## Work required:
The lines you need are those holding the word "RecvTimeoutError"; pull them from the material.

## Supplied information:
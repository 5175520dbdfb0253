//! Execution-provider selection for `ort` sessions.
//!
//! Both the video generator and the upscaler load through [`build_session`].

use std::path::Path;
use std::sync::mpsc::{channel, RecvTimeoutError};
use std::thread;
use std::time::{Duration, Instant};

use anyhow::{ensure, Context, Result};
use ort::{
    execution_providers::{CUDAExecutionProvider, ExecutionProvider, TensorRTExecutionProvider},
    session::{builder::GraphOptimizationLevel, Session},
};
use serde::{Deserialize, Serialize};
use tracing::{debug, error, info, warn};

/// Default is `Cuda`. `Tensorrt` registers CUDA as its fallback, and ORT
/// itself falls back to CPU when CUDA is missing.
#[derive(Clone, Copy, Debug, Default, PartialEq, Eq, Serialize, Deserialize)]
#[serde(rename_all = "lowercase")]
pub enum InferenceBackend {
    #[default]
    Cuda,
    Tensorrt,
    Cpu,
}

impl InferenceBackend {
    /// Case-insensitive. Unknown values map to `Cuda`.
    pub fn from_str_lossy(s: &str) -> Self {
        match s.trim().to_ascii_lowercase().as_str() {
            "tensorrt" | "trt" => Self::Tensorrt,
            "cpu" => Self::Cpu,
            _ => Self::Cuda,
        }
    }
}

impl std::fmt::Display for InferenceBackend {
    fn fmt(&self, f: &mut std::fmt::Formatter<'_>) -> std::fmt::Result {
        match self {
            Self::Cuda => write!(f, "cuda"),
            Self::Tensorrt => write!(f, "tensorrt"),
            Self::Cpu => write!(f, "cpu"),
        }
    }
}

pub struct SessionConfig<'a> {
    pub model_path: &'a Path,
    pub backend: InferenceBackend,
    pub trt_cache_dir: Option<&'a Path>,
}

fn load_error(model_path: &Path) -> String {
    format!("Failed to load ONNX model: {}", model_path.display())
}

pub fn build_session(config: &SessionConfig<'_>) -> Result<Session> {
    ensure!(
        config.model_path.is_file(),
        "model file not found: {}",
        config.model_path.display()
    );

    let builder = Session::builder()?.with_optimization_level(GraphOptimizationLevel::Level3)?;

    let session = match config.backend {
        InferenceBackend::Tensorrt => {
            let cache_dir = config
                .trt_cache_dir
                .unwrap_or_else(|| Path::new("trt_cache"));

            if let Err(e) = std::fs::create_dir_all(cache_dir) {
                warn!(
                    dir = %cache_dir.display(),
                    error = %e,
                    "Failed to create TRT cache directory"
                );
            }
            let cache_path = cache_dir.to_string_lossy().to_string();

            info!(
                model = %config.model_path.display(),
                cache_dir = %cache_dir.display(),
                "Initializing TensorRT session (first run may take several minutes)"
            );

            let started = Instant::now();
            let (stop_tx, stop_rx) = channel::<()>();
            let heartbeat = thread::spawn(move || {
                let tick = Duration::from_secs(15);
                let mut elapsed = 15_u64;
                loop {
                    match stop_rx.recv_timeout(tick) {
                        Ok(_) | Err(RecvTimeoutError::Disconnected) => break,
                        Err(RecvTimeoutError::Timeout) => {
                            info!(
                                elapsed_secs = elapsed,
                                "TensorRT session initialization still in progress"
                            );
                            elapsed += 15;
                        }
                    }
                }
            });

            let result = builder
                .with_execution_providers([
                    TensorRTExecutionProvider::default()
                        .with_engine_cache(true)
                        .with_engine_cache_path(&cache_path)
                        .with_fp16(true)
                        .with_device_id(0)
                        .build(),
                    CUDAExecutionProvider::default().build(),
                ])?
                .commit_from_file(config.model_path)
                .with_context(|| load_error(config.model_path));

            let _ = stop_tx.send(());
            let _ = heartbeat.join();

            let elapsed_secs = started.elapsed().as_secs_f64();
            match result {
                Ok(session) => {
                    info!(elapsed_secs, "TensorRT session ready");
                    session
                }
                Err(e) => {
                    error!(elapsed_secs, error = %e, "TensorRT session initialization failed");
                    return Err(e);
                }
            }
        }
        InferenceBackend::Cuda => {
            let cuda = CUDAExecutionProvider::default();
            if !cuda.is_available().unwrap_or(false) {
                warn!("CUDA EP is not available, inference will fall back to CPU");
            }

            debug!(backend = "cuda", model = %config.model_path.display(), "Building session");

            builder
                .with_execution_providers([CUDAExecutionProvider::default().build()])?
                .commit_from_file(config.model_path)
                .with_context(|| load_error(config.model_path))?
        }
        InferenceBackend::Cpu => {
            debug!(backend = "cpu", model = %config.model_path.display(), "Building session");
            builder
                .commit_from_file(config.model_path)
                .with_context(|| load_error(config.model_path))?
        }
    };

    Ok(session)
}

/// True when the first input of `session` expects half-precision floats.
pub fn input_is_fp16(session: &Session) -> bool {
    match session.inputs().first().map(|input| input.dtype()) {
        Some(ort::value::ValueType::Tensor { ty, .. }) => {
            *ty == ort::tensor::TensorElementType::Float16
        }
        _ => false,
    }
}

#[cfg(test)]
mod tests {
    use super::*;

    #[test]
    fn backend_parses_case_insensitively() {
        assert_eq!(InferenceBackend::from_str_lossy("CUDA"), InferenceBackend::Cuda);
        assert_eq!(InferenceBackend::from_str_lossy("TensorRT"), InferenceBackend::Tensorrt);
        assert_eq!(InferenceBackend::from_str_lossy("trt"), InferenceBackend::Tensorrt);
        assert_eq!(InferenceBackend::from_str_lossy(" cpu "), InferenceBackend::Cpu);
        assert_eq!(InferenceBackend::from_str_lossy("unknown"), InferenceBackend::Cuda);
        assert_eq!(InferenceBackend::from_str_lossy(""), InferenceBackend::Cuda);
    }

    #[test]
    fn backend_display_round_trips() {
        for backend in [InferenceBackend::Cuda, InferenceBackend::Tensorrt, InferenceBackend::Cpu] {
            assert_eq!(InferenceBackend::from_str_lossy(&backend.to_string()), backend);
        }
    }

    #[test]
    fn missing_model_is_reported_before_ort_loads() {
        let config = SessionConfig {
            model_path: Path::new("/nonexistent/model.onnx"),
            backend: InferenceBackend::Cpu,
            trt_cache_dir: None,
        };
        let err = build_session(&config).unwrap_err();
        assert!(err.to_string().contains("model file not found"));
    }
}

## Exercise output:
use std::sync::mpsc::{channel, RecvTimeoutError};
                        Ok(_) | Err(RecvTimeoutError::Disconnected) => break,
                        Err(RecvTimeoutError::Timeout) => {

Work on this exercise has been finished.